Below are some records; quote exactly the lines from the one that contains "Digest::update(&mut self.inner, data);" through the one that contains "the digest input", inclusive, and no others.
### AVAILABLE DATA ###
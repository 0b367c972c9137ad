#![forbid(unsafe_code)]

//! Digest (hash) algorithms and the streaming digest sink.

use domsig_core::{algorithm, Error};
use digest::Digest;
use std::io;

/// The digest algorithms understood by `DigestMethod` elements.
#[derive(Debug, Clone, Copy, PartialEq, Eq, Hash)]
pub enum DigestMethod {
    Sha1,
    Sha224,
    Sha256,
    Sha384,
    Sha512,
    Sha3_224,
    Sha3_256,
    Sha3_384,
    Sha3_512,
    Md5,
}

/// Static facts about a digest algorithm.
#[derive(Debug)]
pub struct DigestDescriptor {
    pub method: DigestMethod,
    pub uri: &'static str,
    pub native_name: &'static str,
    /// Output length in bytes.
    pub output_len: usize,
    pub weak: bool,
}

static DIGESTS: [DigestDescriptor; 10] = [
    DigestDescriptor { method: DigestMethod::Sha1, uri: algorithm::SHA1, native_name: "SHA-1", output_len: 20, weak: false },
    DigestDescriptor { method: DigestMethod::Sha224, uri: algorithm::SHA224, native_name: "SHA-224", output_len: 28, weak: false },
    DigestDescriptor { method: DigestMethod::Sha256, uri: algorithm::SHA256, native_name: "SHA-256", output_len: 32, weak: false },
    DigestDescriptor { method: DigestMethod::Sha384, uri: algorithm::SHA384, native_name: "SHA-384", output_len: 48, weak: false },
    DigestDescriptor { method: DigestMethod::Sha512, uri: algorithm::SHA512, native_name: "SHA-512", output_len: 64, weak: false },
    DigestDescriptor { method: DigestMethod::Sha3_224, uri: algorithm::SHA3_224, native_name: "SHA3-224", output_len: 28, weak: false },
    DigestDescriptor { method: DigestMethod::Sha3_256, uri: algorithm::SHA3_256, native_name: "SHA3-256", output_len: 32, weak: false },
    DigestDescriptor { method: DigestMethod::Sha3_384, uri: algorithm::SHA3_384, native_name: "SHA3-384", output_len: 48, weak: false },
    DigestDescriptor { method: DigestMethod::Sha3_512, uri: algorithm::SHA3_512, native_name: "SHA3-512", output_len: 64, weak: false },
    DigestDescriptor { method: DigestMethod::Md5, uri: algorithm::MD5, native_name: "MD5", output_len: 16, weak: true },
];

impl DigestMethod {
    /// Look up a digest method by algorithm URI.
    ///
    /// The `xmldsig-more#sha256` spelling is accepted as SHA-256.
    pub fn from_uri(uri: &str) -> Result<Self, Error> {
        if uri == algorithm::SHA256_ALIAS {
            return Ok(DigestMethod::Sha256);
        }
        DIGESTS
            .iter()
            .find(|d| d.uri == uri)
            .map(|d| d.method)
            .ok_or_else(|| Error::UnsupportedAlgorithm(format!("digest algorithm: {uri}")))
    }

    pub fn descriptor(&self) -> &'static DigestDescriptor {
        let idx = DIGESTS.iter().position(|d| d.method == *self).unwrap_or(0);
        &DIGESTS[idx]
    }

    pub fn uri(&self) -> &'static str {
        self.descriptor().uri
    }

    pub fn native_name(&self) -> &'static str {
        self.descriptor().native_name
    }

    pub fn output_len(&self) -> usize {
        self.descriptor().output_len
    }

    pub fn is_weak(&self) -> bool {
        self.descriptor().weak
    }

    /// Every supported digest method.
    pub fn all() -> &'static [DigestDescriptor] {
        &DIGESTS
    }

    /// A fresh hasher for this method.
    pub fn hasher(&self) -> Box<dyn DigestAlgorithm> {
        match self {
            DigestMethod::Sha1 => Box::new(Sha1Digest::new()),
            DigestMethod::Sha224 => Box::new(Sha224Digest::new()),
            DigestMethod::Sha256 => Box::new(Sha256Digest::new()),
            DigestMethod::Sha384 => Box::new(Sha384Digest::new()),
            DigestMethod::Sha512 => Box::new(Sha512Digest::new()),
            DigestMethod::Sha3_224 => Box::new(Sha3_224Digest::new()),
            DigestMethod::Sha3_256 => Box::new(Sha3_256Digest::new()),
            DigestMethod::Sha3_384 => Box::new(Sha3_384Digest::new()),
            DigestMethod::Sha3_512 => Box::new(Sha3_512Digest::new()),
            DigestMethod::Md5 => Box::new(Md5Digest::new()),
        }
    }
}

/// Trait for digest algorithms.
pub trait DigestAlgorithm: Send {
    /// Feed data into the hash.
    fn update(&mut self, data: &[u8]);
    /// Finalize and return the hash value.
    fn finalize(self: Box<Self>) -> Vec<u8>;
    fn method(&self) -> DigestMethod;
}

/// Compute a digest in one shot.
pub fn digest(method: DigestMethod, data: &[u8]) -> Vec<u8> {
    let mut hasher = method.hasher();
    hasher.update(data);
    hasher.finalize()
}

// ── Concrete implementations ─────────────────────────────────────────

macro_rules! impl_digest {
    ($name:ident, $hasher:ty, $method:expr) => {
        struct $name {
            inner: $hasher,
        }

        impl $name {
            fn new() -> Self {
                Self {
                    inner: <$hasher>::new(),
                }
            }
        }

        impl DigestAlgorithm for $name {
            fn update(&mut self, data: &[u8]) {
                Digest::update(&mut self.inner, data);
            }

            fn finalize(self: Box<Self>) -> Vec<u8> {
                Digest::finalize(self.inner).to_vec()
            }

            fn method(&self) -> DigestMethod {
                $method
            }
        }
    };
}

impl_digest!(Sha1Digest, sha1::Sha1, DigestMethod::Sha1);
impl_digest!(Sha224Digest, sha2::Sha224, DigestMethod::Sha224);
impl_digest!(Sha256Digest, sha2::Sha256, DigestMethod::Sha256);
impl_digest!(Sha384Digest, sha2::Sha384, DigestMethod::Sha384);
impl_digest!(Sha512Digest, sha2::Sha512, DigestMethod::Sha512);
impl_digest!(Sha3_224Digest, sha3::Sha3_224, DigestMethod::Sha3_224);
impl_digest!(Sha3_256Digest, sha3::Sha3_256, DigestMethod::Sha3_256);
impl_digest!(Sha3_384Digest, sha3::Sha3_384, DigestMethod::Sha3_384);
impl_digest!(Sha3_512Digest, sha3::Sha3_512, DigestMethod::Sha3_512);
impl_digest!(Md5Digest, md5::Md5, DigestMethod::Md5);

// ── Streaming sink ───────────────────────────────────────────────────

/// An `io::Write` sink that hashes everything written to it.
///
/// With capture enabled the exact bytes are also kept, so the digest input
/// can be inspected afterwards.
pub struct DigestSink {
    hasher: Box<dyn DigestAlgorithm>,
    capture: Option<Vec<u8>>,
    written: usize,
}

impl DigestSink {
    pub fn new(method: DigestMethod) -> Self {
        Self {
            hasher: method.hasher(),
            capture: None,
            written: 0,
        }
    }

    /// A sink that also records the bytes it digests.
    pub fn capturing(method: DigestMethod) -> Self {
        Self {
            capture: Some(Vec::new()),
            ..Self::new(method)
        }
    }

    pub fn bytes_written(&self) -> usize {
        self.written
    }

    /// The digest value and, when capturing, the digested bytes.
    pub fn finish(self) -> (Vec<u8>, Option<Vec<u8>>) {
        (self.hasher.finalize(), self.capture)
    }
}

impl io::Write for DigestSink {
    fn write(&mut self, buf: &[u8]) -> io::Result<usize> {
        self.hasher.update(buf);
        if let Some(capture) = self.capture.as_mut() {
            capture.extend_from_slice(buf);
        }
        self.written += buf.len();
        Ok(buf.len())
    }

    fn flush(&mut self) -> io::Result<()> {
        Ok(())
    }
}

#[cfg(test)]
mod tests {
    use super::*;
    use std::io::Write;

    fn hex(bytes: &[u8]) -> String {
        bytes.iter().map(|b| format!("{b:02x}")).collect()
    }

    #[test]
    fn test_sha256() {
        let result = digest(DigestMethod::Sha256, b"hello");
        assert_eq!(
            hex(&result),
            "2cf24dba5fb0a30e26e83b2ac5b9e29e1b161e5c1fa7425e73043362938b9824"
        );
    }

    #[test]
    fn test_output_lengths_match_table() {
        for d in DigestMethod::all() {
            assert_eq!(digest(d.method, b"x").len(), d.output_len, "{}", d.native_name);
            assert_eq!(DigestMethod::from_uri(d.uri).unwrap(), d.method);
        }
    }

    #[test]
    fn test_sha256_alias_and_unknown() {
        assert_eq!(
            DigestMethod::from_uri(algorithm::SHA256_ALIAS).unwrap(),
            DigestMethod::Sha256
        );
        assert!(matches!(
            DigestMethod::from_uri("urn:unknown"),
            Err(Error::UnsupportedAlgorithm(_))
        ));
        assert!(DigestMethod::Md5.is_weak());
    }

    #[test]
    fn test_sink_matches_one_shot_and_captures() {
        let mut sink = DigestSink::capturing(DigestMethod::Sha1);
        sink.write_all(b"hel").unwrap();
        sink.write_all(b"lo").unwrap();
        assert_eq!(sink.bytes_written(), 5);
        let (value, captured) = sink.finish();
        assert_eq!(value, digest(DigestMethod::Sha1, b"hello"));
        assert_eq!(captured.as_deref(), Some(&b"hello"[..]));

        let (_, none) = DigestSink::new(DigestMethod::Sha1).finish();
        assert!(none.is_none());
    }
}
###
_COMPLETED EXERCISE_.
                Digest::update(&mut self.inner, data);
            }

            fn finalize(self: Box<Self>) -> Vec<u8> {
                Digest::finalize(self.inner).to_vec()
            }

            fn method(&self) -> DigestMethod {
                $method
            }
        }
    };
}

impl_digest!(Sha1Digest, sha1::Sha1, DigestMethod::Sha1);
impl_digest!(Sha224Digest, sha2::Sha224, DigestMethod::Sha224);
impl_digest!(Sha256Digest, sha2::Sha256, DigestMethod::Sha256);
impl_digest!(Sha384Digest, sha2::Sha384, DigestMethod::Sha384);
impl_digest!(Sha512Digest, sha2::Sha512, DigestMethod::Sha512);
impl_digest!(Sha3_224Digest, sha3::Sha3_224, DigestMethod::Sha3_224);
impl_digest!(Sha3_256Digest, sha3::Sha3_256, DigestMethod::Sha3_256);
impl_digest!(Sha3_384Digest, sha3::Sha3_384, DigestMethod::Sha3_384);
impl_digest!(Sha3_512Digest, sha3::Sha3_512, DigestMethod::Sha3_512);
impl_digest!(Md5Digest, md5::Md5, DigestMethod::Md5);

// ── Streaming sink ───────────────────────────────────────────────────

/// An `io::Write` sink that hashes everything written to it.
///
/// With capture enabled the exact bytes are also kept, so the digest input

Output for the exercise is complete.